* TASK INSTRUCTIONS: Search the listing below for the string "await" and show each line that contains it.

* RECORDS PROVIDED:
● ● ● ● ●

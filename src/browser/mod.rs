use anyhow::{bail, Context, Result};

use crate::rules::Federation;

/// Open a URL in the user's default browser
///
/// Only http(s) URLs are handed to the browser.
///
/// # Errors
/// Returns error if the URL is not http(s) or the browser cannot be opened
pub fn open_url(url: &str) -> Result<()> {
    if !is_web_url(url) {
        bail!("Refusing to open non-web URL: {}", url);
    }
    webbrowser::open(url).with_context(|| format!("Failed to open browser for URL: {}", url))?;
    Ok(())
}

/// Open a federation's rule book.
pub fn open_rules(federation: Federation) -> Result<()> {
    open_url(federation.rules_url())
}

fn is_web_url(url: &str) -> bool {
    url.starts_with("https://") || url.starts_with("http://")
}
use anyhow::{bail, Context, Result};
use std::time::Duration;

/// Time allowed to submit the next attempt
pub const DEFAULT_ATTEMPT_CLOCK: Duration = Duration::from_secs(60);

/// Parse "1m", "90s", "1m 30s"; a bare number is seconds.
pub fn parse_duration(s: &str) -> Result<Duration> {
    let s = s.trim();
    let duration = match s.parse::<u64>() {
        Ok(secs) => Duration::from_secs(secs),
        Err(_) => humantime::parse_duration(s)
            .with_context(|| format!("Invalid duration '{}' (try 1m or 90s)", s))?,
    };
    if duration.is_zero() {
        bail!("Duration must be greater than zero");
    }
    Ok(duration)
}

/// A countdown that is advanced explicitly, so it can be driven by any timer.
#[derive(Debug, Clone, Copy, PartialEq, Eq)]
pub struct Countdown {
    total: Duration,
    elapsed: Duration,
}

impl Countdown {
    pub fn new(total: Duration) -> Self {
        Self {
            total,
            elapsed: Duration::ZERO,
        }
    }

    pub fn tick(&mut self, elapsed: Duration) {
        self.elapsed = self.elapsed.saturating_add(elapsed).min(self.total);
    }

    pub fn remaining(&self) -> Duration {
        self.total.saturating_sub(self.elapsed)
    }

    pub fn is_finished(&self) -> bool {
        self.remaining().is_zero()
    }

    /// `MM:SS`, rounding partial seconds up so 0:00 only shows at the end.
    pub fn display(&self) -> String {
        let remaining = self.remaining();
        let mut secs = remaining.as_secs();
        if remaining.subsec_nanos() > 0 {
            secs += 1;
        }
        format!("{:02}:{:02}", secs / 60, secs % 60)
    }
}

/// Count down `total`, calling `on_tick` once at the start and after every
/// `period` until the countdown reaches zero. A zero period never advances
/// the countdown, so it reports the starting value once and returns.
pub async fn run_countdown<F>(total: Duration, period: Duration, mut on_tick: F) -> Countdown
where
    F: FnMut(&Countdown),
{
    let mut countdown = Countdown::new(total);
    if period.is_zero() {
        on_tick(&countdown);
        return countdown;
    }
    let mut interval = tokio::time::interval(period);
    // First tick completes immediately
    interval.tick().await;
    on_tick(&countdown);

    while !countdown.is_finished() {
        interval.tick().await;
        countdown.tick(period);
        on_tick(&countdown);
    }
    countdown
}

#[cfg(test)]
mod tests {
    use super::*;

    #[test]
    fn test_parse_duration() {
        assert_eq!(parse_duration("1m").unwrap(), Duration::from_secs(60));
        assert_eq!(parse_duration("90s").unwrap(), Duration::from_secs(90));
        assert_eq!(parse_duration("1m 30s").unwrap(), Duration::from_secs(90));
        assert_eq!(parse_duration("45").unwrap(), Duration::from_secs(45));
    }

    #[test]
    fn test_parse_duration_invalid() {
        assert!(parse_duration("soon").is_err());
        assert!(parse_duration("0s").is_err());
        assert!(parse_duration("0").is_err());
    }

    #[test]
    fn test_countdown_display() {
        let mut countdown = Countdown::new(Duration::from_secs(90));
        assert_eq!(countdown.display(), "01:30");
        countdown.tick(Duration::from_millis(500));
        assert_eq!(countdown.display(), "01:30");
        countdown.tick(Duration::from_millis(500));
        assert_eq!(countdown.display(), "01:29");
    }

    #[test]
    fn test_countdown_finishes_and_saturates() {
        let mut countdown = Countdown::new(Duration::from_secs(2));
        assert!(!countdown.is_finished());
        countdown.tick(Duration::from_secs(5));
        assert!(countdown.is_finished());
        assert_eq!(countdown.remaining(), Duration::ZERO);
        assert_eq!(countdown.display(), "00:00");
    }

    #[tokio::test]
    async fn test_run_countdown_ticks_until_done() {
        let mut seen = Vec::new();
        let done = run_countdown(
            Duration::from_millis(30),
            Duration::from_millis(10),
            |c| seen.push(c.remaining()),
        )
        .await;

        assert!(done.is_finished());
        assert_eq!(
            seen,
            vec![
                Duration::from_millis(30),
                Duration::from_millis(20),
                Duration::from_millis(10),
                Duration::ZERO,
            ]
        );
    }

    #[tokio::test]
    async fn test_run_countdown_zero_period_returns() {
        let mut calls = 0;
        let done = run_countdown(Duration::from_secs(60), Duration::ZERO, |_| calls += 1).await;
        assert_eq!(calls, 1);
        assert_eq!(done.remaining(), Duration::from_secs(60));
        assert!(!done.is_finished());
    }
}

● ● ● ● ●

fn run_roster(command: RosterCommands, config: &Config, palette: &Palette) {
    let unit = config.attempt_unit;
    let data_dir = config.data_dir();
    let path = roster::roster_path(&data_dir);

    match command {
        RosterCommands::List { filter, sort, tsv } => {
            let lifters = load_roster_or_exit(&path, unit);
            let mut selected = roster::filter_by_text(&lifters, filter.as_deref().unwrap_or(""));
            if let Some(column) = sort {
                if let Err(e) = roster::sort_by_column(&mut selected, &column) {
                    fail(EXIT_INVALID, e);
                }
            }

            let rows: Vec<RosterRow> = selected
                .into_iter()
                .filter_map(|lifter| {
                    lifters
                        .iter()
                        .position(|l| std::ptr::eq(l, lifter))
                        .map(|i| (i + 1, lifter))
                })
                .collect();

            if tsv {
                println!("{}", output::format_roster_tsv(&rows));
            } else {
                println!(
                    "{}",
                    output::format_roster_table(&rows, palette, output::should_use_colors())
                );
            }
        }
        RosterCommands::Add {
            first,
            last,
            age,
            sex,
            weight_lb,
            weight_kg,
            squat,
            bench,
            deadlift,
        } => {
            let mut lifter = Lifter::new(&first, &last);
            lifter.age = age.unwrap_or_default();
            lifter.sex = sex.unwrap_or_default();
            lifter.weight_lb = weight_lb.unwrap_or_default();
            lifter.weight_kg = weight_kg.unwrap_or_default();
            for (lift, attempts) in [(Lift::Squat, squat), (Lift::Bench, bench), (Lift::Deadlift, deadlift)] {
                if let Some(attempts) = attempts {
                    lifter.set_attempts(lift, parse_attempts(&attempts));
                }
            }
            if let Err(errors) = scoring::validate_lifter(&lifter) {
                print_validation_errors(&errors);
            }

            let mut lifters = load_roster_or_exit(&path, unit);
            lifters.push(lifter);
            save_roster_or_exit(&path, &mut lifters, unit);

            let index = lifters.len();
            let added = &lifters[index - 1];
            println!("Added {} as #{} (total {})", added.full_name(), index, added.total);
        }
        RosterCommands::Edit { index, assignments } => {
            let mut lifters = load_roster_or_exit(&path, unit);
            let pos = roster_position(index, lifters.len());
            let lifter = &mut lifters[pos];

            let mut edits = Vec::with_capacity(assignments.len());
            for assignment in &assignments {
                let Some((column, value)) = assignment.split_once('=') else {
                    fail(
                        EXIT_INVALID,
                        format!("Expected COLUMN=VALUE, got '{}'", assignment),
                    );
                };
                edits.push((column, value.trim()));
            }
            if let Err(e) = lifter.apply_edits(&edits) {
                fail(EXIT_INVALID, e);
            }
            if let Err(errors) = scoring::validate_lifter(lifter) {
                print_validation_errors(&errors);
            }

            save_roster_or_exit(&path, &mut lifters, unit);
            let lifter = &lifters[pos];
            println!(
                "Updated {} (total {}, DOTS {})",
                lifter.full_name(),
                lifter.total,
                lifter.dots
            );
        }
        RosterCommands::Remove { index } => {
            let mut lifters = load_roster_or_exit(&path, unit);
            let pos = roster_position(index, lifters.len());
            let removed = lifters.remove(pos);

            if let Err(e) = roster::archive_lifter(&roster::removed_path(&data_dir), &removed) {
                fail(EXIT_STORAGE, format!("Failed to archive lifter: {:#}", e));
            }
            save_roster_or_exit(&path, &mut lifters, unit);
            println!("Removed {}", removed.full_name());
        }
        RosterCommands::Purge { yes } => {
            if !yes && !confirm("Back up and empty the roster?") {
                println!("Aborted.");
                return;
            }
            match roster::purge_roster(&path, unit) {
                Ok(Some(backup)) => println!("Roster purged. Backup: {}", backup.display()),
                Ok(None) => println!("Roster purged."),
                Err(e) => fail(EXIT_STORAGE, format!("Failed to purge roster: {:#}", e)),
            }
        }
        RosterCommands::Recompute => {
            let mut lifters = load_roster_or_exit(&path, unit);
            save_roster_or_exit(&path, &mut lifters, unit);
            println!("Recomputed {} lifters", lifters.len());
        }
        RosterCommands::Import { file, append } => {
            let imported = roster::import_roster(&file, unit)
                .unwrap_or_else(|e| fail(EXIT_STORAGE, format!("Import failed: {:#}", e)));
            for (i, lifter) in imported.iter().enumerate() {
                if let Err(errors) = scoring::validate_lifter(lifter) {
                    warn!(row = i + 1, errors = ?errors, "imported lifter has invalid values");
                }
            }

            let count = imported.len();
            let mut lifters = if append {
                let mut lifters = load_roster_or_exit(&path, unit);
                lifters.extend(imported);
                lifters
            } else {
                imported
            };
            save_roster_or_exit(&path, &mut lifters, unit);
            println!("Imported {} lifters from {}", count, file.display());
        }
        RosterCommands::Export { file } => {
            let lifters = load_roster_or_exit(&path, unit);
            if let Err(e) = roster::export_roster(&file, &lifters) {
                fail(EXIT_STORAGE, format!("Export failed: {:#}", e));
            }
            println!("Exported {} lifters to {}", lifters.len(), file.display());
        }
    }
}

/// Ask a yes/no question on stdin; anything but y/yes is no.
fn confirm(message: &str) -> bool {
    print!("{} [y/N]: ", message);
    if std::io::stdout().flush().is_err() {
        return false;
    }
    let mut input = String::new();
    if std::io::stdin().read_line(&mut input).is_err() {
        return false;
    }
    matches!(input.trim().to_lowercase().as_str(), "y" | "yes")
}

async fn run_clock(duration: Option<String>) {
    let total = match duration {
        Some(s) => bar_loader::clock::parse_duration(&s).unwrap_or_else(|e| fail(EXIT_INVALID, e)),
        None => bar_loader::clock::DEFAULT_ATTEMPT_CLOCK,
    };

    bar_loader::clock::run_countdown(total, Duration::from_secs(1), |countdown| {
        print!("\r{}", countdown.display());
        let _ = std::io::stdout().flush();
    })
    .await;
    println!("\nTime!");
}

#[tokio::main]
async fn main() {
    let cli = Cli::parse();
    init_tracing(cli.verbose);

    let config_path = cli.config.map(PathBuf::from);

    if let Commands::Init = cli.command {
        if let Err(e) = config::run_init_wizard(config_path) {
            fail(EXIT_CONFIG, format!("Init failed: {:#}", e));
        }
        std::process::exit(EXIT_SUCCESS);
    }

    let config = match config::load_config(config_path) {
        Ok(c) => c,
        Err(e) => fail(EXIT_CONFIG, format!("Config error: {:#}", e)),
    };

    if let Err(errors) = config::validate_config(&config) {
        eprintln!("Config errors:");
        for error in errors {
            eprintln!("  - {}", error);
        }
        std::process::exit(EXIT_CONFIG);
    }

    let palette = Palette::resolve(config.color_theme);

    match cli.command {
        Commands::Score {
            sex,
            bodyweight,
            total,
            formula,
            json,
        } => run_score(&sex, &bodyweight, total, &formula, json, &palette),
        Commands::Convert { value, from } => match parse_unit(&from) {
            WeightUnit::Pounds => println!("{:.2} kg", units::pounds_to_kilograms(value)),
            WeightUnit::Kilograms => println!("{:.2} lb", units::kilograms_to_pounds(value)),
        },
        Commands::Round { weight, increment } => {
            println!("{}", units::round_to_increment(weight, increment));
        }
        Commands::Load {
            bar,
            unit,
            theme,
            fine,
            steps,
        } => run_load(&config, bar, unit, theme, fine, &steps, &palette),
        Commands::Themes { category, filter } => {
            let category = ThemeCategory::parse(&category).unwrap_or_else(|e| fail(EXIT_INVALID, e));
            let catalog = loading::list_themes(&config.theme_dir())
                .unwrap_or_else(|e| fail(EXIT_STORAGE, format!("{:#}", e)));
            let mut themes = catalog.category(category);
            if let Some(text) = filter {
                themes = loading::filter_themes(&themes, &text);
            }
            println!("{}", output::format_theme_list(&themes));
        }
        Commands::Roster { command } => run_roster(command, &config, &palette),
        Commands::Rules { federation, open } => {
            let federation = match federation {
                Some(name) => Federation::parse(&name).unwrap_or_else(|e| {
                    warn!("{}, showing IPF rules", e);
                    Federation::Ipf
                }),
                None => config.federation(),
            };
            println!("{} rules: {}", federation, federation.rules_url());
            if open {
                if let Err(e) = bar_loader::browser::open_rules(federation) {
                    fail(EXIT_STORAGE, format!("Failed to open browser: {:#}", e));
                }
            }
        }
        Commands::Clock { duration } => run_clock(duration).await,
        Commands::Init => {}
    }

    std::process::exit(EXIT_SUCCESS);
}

● ● ● ● ●

* PROBLEM SOLUTION:
    interval.tick().await;
        interval.tick().await;
        .await;
        let done = run_countdown(Duration::from_secs(60), Duration::ZERO, |_| calls += 1).await;
    .await;
        Commands::Clock { duration } => run_clock(duration).await,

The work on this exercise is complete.